▶ **WORK TASK**
In the records below, find each line containing the word "ORDER" and copy it.

▶ **PROVIDED DATA**
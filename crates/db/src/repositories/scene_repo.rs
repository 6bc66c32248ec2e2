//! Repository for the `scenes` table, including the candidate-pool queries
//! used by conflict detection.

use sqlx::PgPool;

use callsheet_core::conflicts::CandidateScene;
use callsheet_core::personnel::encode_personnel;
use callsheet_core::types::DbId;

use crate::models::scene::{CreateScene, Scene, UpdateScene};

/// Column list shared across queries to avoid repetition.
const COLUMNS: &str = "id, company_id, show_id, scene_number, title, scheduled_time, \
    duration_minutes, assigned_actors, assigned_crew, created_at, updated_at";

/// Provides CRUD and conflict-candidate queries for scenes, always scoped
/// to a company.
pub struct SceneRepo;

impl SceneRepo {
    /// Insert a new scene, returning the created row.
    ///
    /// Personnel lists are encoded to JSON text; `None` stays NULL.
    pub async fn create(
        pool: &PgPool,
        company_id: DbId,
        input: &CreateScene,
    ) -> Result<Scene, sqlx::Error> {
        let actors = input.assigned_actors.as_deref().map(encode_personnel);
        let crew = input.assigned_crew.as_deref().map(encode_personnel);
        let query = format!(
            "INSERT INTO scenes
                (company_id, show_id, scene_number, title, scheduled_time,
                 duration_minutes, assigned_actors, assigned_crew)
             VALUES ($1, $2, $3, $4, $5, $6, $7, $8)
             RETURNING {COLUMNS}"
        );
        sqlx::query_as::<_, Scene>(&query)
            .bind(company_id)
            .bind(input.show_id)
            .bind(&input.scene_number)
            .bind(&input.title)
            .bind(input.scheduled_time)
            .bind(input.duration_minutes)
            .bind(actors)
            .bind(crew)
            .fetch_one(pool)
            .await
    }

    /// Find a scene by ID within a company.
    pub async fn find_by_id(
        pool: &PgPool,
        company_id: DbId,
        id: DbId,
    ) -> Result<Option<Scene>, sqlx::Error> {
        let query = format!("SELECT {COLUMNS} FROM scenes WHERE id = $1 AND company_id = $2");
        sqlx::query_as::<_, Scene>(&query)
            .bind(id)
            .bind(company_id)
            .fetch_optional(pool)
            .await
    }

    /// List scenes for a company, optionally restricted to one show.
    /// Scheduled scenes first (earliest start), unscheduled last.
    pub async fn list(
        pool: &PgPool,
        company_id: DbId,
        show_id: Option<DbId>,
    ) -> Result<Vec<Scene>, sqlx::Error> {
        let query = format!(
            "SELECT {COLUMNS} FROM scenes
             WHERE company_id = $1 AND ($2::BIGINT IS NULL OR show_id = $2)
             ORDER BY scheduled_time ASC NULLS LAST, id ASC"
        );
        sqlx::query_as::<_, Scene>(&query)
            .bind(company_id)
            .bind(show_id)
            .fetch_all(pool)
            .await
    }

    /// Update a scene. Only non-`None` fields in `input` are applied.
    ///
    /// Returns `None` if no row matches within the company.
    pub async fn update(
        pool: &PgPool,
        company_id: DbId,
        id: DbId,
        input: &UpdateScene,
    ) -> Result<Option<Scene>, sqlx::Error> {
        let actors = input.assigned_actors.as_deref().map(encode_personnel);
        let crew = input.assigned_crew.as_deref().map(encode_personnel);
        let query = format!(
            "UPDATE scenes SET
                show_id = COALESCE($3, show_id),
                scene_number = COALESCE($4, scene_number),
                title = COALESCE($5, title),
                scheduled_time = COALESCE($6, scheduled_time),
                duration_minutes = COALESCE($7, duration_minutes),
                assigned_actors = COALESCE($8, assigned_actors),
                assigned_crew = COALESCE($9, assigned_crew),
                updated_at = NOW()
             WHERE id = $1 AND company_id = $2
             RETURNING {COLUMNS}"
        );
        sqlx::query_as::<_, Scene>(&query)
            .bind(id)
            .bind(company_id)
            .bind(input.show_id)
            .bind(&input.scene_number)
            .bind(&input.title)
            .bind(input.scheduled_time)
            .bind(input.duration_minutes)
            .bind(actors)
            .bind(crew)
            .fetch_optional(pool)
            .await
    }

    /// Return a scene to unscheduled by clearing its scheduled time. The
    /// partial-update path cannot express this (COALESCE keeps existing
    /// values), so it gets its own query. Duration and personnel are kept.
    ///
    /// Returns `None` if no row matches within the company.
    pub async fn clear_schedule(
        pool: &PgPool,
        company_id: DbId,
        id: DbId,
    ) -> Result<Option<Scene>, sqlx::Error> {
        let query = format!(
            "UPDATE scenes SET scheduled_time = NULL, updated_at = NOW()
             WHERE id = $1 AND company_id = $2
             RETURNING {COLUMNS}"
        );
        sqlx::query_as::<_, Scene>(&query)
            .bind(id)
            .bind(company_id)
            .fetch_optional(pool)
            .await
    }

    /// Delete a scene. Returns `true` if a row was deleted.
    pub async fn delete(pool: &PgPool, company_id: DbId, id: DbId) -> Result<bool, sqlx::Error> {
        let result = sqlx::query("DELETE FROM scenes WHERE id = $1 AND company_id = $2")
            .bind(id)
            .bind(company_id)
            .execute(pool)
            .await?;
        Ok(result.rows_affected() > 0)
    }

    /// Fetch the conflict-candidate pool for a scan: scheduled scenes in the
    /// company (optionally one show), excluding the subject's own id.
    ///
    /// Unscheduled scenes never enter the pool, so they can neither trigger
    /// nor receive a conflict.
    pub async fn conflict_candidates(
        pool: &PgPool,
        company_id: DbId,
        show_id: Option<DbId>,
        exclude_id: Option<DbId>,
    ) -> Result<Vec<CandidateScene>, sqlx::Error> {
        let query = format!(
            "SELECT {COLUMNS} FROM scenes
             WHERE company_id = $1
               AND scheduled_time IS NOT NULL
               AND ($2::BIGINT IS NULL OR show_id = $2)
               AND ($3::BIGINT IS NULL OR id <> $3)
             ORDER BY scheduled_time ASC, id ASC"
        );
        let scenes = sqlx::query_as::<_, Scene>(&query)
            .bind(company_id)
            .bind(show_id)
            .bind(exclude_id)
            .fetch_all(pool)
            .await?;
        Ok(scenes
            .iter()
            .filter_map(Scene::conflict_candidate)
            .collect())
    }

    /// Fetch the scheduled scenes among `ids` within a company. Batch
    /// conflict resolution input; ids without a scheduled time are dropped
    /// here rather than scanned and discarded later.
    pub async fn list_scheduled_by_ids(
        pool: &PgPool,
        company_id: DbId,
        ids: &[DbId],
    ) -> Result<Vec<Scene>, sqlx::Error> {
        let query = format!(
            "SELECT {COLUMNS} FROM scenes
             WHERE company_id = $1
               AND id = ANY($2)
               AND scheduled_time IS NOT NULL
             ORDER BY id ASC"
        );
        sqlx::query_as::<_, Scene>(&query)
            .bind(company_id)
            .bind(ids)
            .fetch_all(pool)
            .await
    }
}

==

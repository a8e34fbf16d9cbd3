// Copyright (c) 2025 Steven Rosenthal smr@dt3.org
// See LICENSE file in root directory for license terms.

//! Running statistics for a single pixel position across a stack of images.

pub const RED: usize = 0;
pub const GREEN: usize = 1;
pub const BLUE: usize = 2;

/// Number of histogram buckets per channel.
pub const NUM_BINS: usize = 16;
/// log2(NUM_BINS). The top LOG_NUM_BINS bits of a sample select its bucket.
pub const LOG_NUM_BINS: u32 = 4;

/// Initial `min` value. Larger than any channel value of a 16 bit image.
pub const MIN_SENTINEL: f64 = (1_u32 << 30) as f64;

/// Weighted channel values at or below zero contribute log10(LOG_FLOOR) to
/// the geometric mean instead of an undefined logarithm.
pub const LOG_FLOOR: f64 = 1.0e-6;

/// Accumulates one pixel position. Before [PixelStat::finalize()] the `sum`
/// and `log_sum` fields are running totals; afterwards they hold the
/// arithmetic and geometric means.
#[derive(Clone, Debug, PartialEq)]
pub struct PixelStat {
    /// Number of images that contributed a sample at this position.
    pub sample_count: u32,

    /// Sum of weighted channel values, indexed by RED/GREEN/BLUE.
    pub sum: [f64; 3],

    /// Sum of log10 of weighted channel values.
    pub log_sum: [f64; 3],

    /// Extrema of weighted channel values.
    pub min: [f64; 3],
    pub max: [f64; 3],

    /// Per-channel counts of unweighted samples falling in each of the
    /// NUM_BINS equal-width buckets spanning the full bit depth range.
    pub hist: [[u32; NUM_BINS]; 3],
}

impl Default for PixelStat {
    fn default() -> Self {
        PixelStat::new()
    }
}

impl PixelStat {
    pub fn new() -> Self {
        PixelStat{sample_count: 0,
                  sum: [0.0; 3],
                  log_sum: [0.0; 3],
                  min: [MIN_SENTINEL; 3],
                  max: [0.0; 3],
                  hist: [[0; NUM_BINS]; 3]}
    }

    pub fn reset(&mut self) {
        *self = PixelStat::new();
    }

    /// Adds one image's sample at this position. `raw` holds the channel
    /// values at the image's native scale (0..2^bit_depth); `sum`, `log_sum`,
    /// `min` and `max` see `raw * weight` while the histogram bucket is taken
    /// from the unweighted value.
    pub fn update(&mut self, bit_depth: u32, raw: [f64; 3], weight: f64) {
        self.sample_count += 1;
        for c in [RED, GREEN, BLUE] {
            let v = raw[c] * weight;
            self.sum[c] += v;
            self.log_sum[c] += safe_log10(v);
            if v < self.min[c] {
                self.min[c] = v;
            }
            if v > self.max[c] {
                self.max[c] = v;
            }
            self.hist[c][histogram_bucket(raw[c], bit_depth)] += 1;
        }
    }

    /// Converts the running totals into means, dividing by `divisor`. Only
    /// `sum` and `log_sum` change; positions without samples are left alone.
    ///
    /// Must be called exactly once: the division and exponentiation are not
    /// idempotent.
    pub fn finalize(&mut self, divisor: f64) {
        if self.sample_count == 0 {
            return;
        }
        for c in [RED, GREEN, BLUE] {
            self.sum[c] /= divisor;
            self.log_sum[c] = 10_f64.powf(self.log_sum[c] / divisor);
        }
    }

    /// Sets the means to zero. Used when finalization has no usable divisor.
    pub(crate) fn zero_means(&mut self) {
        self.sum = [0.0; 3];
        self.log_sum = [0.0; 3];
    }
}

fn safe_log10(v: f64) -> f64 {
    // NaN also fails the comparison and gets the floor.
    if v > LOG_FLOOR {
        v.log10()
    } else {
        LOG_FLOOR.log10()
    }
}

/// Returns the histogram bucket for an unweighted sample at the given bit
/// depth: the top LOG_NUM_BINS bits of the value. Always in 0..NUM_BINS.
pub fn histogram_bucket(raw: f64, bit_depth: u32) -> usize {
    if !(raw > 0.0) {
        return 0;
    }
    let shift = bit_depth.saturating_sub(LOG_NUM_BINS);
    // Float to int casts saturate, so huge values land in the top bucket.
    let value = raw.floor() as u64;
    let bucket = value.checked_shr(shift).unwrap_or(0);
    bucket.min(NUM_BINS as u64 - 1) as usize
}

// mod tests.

* * *

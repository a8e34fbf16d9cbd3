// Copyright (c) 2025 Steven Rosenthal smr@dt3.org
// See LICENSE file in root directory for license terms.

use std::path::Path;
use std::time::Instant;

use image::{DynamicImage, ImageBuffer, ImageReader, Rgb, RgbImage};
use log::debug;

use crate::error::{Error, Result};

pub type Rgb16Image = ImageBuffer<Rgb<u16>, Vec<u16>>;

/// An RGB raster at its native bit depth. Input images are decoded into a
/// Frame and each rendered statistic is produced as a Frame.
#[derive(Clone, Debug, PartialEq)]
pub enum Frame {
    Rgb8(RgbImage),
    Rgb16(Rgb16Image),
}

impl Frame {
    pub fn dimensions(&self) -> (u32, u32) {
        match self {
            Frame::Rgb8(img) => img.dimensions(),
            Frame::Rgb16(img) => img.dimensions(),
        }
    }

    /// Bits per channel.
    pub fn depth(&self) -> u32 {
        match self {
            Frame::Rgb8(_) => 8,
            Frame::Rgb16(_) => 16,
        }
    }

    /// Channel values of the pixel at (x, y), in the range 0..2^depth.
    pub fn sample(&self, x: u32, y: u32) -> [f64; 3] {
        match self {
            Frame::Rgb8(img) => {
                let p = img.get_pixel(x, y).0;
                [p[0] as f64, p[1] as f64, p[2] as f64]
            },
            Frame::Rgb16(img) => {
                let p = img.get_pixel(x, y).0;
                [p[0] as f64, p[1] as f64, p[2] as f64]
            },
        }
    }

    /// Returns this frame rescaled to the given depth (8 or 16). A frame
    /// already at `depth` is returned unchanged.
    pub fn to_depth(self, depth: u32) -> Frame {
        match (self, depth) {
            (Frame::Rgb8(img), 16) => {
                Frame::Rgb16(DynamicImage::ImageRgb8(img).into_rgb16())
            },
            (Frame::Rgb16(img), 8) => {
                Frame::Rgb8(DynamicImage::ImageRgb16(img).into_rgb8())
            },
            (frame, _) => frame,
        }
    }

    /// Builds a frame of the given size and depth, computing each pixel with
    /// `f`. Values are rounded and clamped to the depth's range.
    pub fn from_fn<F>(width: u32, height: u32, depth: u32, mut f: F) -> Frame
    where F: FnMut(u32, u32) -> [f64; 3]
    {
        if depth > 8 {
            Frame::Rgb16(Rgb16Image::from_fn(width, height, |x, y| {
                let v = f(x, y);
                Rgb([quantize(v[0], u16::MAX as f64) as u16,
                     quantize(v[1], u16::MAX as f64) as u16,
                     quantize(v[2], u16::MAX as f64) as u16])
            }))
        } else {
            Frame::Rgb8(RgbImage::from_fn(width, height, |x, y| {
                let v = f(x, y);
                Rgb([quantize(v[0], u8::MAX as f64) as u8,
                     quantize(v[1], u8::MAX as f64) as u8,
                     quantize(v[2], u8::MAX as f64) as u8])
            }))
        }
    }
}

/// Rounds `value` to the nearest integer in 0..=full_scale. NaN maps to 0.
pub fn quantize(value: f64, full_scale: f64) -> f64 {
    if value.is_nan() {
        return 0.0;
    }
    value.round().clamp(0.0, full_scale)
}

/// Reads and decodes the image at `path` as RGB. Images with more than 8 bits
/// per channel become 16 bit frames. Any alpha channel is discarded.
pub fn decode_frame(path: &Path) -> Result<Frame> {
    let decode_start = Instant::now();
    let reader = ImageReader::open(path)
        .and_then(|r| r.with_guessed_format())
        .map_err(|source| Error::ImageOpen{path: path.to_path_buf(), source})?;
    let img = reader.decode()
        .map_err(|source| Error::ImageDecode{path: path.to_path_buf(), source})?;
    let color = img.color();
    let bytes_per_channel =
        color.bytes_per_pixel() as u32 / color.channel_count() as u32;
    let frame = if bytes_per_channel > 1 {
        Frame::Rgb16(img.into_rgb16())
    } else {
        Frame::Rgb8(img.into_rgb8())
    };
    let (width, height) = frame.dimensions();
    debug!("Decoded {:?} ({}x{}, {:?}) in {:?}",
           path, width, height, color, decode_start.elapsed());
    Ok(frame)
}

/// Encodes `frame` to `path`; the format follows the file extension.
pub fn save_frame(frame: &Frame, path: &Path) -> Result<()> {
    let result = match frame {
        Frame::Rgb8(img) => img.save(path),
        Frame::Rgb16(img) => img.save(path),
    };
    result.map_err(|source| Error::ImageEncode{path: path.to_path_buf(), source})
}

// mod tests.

▶ **RESPONSE**
             ORDER BY scheduled_time ASC NULLS LAST, id ASC"
             ORDER BY scheduled_time ASC, id ASC"
             ORDER BY id ASC"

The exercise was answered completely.